Problem requirements: What lines in the material hold the string "SettingMissing"? Return every one of them.

(Beginning of Data under study)

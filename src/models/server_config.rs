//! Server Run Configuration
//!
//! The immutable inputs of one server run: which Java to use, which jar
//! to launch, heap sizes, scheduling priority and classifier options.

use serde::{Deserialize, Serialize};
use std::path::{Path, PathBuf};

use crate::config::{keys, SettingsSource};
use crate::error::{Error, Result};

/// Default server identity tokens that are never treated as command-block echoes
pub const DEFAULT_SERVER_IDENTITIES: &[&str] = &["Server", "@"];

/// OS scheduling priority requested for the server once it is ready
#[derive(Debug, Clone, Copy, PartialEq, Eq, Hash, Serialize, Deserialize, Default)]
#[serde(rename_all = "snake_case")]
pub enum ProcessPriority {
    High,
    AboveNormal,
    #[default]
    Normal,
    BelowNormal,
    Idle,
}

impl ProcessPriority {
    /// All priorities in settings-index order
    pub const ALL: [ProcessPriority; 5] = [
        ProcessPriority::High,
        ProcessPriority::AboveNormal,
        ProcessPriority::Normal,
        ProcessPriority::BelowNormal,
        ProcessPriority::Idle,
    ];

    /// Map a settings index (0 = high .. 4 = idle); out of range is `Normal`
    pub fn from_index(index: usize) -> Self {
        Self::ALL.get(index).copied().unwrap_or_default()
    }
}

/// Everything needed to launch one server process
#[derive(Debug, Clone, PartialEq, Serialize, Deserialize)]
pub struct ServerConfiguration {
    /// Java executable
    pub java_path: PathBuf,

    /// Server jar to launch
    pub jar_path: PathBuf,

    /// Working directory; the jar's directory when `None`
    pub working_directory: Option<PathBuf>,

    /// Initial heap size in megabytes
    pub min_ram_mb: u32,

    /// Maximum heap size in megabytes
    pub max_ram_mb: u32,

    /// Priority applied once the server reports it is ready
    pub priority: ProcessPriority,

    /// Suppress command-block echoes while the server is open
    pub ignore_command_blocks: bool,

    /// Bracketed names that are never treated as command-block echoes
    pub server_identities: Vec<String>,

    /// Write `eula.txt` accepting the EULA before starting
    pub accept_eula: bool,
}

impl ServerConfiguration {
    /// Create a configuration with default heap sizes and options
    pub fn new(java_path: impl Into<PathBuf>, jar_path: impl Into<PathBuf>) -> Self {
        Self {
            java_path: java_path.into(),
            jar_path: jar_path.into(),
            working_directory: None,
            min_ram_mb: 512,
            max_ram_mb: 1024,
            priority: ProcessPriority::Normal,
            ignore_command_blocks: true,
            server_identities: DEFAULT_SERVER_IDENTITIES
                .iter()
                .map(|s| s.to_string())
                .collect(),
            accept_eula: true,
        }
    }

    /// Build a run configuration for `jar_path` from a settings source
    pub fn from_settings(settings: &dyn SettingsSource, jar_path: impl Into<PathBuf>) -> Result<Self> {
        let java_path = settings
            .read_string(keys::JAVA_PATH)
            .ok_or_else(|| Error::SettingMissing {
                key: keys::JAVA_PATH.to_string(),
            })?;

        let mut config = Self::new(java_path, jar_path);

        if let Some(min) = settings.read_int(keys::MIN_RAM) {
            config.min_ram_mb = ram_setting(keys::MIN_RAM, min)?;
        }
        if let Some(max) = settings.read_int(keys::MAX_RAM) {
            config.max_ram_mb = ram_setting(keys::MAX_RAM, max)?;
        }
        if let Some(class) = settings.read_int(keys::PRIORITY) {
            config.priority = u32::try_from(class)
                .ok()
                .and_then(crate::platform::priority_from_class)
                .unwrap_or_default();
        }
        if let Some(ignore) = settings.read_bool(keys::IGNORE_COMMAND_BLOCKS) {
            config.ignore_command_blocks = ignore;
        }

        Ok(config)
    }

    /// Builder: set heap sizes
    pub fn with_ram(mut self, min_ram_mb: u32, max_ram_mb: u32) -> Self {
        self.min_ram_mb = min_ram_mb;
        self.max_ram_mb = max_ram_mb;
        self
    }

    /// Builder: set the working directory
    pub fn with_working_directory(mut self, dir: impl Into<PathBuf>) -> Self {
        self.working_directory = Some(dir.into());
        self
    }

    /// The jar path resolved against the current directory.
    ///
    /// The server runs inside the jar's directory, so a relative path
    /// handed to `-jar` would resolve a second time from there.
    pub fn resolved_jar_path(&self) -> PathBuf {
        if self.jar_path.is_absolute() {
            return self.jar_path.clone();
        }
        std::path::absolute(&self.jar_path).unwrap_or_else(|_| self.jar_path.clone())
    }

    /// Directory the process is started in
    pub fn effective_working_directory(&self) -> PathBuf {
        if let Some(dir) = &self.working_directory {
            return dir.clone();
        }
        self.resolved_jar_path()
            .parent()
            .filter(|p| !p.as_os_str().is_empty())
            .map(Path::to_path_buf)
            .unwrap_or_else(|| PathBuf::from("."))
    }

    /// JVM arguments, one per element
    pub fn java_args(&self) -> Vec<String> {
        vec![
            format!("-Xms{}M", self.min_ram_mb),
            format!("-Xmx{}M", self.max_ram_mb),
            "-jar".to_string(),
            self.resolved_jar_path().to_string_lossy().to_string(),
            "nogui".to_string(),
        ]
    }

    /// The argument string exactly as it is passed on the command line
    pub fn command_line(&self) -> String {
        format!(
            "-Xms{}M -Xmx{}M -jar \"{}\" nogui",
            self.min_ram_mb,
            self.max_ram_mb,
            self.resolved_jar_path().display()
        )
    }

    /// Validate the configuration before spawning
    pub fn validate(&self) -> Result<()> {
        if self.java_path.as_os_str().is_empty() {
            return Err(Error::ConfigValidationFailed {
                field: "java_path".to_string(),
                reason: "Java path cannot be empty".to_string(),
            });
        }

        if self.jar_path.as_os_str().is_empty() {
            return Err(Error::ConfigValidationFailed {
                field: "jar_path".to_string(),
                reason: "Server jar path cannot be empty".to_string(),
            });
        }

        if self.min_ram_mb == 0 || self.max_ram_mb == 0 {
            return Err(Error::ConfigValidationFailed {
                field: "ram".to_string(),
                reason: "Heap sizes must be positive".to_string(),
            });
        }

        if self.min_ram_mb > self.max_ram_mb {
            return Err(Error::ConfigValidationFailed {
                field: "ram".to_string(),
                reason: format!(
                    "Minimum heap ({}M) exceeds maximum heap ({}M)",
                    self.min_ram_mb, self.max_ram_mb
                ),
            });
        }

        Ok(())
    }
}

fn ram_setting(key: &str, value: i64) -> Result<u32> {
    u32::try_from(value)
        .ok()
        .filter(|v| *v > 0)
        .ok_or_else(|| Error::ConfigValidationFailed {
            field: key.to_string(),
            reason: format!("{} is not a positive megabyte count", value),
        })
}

(End of Data under study)
(Beginning of Data under study)

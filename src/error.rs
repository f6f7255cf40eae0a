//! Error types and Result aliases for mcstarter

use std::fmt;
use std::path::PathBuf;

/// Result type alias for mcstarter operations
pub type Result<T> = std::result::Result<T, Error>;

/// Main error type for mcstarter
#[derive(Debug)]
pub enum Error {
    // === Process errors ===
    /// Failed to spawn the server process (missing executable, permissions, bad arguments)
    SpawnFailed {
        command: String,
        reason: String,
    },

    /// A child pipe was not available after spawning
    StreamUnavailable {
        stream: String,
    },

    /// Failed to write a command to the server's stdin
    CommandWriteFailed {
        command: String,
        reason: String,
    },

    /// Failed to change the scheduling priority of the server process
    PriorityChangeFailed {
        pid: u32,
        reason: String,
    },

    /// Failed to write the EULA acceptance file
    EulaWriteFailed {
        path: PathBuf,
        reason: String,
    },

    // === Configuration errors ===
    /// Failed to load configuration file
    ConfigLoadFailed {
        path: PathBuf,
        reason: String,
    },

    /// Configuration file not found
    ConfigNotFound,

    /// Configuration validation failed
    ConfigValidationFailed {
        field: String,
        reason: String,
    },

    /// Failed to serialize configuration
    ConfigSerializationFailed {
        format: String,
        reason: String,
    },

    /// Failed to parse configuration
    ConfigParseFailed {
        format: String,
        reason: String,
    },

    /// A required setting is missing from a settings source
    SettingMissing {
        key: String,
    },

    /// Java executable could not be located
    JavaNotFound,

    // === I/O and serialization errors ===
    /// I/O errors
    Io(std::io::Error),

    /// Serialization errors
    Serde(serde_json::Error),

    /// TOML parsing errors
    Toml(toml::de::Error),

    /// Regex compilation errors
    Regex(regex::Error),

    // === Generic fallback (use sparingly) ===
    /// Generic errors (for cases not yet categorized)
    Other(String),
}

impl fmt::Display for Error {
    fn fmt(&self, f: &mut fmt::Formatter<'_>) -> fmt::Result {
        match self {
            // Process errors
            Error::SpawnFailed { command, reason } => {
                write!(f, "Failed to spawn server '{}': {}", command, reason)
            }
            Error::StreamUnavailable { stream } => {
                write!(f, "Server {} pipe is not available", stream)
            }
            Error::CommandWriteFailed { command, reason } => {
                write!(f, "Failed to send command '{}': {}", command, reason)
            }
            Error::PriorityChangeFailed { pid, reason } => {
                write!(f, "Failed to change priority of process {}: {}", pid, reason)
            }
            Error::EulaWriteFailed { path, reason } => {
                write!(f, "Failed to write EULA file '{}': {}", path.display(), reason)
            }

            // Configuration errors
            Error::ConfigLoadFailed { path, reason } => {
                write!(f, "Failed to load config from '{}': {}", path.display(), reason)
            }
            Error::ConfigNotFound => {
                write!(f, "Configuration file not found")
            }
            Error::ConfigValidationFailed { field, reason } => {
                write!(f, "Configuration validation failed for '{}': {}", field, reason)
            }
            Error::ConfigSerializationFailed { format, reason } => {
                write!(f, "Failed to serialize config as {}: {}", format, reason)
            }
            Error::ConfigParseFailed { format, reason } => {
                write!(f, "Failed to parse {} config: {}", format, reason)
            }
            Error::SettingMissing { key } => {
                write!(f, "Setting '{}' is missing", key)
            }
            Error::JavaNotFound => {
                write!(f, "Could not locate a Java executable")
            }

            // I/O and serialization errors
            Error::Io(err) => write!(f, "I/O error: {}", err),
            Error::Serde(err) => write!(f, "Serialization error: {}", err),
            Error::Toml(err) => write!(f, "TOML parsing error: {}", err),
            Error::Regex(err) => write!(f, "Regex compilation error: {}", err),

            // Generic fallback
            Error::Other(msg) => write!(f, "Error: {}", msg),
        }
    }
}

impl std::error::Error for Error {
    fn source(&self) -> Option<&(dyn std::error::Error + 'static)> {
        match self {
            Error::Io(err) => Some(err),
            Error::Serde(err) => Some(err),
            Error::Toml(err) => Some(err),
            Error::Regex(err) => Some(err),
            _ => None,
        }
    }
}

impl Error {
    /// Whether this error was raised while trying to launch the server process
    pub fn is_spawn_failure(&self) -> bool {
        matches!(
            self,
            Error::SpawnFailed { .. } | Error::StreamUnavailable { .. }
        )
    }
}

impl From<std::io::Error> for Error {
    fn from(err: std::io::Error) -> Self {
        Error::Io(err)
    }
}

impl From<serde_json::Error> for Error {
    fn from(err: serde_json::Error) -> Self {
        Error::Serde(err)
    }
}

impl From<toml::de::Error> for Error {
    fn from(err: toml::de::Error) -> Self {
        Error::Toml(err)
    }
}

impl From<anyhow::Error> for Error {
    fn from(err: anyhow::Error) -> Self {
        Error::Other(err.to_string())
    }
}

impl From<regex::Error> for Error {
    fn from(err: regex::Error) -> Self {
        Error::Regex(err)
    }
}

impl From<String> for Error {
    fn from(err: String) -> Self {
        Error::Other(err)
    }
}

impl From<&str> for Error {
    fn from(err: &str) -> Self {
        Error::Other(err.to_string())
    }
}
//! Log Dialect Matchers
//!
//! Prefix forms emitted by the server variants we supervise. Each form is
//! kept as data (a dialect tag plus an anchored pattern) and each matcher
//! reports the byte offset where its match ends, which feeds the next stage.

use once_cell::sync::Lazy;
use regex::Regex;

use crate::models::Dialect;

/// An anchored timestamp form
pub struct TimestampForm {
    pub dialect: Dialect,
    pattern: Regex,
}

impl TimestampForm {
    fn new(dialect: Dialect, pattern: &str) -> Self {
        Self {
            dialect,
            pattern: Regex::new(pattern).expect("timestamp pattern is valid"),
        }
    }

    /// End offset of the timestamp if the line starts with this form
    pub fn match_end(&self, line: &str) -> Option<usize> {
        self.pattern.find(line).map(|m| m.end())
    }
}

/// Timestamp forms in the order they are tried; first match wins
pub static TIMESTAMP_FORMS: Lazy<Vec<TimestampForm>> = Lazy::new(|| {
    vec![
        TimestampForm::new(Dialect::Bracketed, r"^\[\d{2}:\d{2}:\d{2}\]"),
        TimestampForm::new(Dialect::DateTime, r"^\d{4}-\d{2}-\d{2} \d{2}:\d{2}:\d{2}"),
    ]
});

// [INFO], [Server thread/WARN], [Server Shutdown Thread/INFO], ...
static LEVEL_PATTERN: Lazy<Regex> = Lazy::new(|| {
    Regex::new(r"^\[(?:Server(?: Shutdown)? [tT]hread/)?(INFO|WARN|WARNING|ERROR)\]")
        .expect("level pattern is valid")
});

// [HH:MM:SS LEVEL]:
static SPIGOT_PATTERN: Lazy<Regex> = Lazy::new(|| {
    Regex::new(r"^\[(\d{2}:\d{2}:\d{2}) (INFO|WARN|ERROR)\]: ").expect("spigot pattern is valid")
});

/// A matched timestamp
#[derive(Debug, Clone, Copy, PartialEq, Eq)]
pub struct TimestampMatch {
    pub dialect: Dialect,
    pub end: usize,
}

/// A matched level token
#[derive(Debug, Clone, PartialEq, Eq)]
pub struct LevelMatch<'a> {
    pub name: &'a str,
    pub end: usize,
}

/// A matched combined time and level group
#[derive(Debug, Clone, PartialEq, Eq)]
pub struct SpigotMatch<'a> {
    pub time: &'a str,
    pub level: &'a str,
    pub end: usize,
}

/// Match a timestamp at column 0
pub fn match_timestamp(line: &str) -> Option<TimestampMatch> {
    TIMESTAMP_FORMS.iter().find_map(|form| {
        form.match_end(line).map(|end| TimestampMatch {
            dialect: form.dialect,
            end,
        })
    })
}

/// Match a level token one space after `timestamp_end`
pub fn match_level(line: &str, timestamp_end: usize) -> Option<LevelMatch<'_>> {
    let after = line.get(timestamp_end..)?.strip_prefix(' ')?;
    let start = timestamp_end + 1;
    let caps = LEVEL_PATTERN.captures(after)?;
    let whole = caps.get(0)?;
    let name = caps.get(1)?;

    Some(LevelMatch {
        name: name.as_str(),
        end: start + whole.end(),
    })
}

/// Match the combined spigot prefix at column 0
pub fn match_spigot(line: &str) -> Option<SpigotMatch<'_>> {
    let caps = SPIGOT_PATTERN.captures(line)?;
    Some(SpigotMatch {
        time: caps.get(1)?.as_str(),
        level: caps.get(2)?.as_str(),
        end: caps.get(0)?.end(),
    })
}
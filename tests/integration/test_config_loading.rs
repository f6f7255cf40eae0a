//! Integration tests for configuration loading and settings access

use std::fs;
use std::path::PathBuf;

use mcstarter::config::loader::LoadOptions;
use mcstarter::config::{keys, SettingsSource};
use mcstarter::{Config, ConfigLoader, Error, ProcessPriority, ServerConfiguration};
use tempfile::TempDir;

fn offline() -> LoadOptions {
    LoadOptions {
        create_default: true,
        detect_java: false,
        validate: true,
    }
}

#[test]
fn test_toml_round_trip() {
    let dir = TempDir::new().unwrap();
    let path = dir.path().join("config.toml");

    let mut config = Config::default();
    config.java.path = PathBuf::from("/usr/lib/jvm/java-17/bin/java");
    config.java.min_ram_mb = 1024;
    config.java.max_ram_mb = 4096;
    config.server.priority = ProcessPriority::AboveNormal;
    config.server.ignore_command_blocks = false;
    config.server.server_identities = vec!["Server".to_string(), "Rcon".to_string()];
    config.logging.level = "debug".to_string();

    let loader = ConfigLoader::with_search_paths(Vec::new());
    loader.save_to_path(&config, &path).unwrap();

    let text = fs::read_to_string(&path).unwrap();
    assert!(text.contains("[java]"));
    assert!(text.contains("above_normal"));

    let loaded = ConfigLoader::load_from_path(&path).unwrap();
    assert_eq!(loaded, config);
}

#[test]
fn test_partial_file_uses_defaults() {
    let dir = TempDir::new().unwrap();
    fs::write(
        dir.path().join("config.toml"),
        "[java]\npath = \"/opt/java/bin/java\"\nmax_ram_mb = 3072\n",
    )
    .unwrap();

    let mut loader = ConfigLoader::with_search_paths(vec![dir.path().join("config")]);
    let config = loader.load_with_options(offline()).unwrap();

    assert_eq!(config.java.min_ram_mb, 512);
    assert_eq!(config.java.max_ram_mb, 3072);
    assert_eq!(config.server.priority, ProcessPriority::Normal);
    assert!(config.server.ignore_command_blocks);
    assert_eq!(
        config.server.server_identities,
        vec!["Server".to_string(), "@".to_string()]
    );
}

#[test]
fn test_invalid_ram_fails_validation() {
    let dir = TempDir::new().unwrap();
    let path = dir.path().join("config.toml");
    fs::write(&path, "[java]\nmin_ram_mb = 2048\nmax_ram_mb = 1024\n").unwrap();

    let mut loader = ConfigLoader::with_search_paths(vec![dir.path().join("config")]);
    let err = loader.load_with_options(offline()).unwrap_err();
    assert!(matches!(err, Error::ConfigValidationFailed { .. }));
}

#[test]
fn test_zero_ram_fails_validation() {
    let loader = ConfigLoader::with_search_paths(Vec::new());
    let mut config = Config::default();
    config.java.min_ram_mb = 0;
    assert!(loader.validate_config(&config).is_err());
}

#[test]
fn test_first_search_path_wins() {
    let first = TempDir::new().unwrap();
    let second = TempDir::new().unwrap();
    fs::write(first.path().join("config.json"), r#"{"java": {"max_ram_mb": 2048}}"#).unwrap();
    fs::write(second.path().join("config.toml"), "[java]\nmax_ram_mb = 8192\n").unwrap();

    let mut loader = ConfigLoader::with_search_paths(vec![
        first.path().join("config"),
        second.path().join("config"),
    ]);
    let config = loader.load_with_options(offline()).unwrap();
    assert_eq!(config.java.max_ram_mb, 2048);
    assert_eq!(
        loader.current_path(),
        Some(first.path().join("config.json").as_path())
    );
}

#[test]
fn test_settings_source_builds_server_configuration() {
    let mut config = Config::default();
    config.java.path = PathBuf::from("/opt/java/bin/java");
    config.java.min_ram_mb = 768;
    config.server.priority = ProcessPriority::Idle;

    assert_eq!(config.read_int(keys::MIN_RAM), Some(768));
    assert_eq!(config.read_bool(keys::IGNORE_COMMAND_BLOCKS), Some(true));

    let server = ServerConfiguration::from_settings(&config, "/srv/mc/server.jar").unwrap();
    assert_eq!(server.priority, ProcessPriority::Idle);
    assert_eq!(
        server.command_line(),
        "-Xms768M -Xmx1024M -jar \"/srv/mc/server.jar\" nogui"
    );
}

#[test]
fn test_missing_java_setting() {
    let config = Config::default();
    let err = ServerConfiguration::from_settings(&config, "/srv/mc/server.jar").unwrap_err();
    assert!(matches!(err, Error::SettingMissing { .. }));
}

(End of Data under study)

Task output:
            .ok_or_else(|| Error::SettingMissing {
    SettingMissing {
            Error::SettingMissing { key } => {
    assert!(matches!(err, Error::SettingMissing { .. }));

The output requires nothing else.